Sejatinya Dana Aspirasi atau sekarang disebut Pokir (pokok-pokok pikiran) harus menyentuh kepada masyarakat.
Karena wakil rakyat punya beban moral terhadap daerah pemilihan serta wilayah konstituennya.
Namun kondisi di lapangan, masih banyak jalan penghubung yang rusak parah. Padahal itu akses perekonomian masyarakat.
Padahal wakil rakyat berhak menganggarkan pembangunan yang tidak dianggarkan oleh Pemerintah daerah.Â
Artinya melalui pokir masing-masing anggota dewan, bisa menjawab keluhan masyarakat tersebut agar desa binaannya tidak menjerit.
Pokir anggota legislatif sebuah kewajiban menjaring aspirasi dari masyarakat. Lalu ditindaklanjuti ke eksekutif saat perancangan APBD.
Wakil kita bisa menitipkan anggaran di instansi untuk merealisasikan pembangunan di wilayah binaannya. Tinggal lagi digiring agar terealisasi.

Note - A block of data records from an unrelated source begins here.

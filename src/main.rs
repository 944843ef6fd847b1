use anyhow::{anyhow, Result};
use clap::{Parser, Subcommand, ValueEnum};
use tracing_subscriber::EnvFilter;

use nuban_validator::{
    all_banks, compute_check_digit, get_bank, get_possible_issuers, validate_account_number,
    weighted_banks, Bank, BankKey,
};

#[derive(Parser)]
#[command(name = "nuban", version, about = "Nigerian bank account (NUBAN) and card BIN lookups")]
struct Cli {
    #[command(subcommand)]
    command: Command,
}

#[derive(Subcommand)]
enum Command {
    /// List known banks
    Banks {
        /// Only the curated list with legacy codes
        #[arg(long)]
        weighted: bool,
    },

    /// Look up one bank
    Bank {
        value: String,

        #[arg(long, value_enum, default_value_t = LookupKey::Code)]
        by: LookupKey,
    },

    /// Compute the check digit for a serial under a 6-digit bank code
    CheckDigit { serial: String, bank_code: String },

    /// Banks that could have issued an account number (offline)
    PossibleBanks {
        account_number: String,

        #[arg(long)]
        weighted: bool,
    },

    /// Resolve an account holder through a provider
    Validate {
        account_number: String,

        /// 6-digit code or legacy 3-digit code
        bank_code: String,

        /// paystack or flutterwave (defaults to NUBAN_PROVIDER)
        #[arg(long)]
        provider: Option<String>,

        /// Contact the provider even if the check digit does not match
        #[arg(long)]
        no_precheck: bool,
    },

    /// Resolve card issuer metadata for a 6-digit BIN
    CardBin {
        bin: String,

        #[arg(long)]
        provider: Option<String>,
    },
}

#[derive(Clone, Copy, ValueEnum)]
enum LookupKey {
    Slug,
    Code,
    OldCode,
}

impl From<LookupKey> for BankKey {
    fn from(key: LookupKey) -> Self {
        match key {
            LookupKey::Slug => BankKey::Slug,
            LookupKey::Code => BankKey::Code,
            LookupKey::OldCode => BankKey::OldCode,
        }
    }
}

fn main() -> Result<()> {
    tracing_subscriber::fmt()
        .with_env_filter(EnvFilter::try_from_default_env().unwrap_or_else(|_| EnvFilter::new("info")))
        .with_writer(std::io::stderr)
        .init();

    let cli = Cli::parse();

    match cli.command {
        Command::Banks { weighted } => {
            let banks = if weighted { weighted_banks() } else { all_banks() };
            print_banks(banks);
        }
        Command::Bank { value, by } => {
            let bank = get_bank(&value, by.into())
                .ok_or_else(|| anyhow!("No bank with {} {:?}", BankKey::from(by).as_str(), value))?;
            print_bank(bank);
        }
        Command::CheckDigit { serial, bank_code } => {
            let digit = compute_check_digit(&serial, &bank_code)?;
            println!("{}", digit);
        }
        Command::PossibleBanks { account_number, weighted } => {
            validate_account_number(&account_number)?;
            let candidates = if weighted { weighted_banks() } else { all_banks() };
            let banks = get_possible_issuers(&account_number, candidates);
            println!("🔍 {} possible bank(s) for {}", banks.len(), account_number);
            print_banks(&banks);
        }
        Command::Validate { account_number, bank_code, provider, no_precheck } => {
            run_validate(&account_number, &bank_code, provider.as_deref(), no_precheck)?;
        }
        Command::CardBin { bin, provider } => {
            run_card_bin(&bin, provider.as_deref())?;
        }
    }

    Ok(())
}

fn print_bank(bank: &Bank) {
    println!(
        "{:<6} {:<4} {:<38} {}",
        bank.code,
        bank.old_code.as_deref().unwrap_or("-"),
        bank.name,
        bank.slug
    );
}

fn print_banks(banks: &[Bank]) {
    for bank in banks {
        print_bank(bank);
    }
}

#[cfg(feature = "providers")]
fn run_validate(account_number: &str, bank_code: &str, provider: Option<&str>, no_precheck: bool) -> Result<()> {
    use nuban_validator::{Config, Provider, Validator};

    let config = Config::from_env()?;
    let provider = provider.map(str::parse::<Provider>).transpose()?;
    let validator = Validator::from_config(&config)?.with_precheck(config.precheck && !no_precheck);

    let runtime = tokio::runtime::Runtime::new()?;
    let details = runtime.block_on(validator.validate(account_number, bank_code, provider))?;

    println!("✓ {}", details.account_name);
    println!("  Account:  {}", details.account_number);
    println!("  Bank:     {} ({})", details.bank_name(), details.bank_code);
    println!("  Provider: {}", details.provider);
    Ok(())
}

#[cfg(feature = "providers")]
fn run_card_bin(bin: &str, provider: Option<&str>) -> Result<()> {
    use nuban_validator::{Config, Provider, Validator};

    let config = Config::from_env()?;
    let provider = provider.map(str::parse::<Provider>).transpose()?;
    let validator = Validator::from_config(&config)?;

    let runtime = tokio::runtime::Runtime::new()?;
    let card = runtime.block_on(validator.resolve_card(bin, provider))?;

    let show = |value: &Option<String>| value.clone().unwrap_or_else(|| "-".to_string());
    println!("💳 BIN {}", card.bin);
    println!("  Brand:    {}", show(&card.brand));
    println!("  Type:     {}", show(&card.card_type));
    println!("  Bank:     {}", show(&card.bank));
    println!("  Country:  {} ({})", show(&card.country_name), show(&card.country_code));
    println!("  Provider: {}", card.provider);
    Ok(())
}

#[cfg(not(feature = "providers"))]
fn run_validate(_: &str, _: &str, _: Option<&str>, _: bool) -> Result<()> {
    providers_unavailable()
}

#[cfg(not(feature = "providers"))]
fn run_card_bin(_: &str, _: Option<&str>) -> Result<()> {
    providers_unavailable()
}

#[cfg(not(feature = "providers"))]
fn providers_unavailable() -> Result<()> {
    eprintln!("❌ Provider lookups not available!");
    eprintln!("   Rebuild with: cargo build --features providers");
    eprintln!("   Offline commands (banks, bank, check-digit, possible-banks) still work.");
    std::process::exit(1);
}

Dari pada anggaran tidak tepat sasaran, dalam artinya membazir. Lebih baik diarahkan kepada kebutuhan masyarakat banyak.
Jikapun anggaran pokir dan APBD tidak mencukupi untuk pembangunan secara merata akibat pandemi, setidaknya wakil rakyat berinisiatif loby anggaran kepada perusahaan.
Perusahaan juga punya beban moral terhadap desa binaan, baik dari segi pembangunan, pendidikan, pertanian, serta peningkatan ekonomi masyarakat.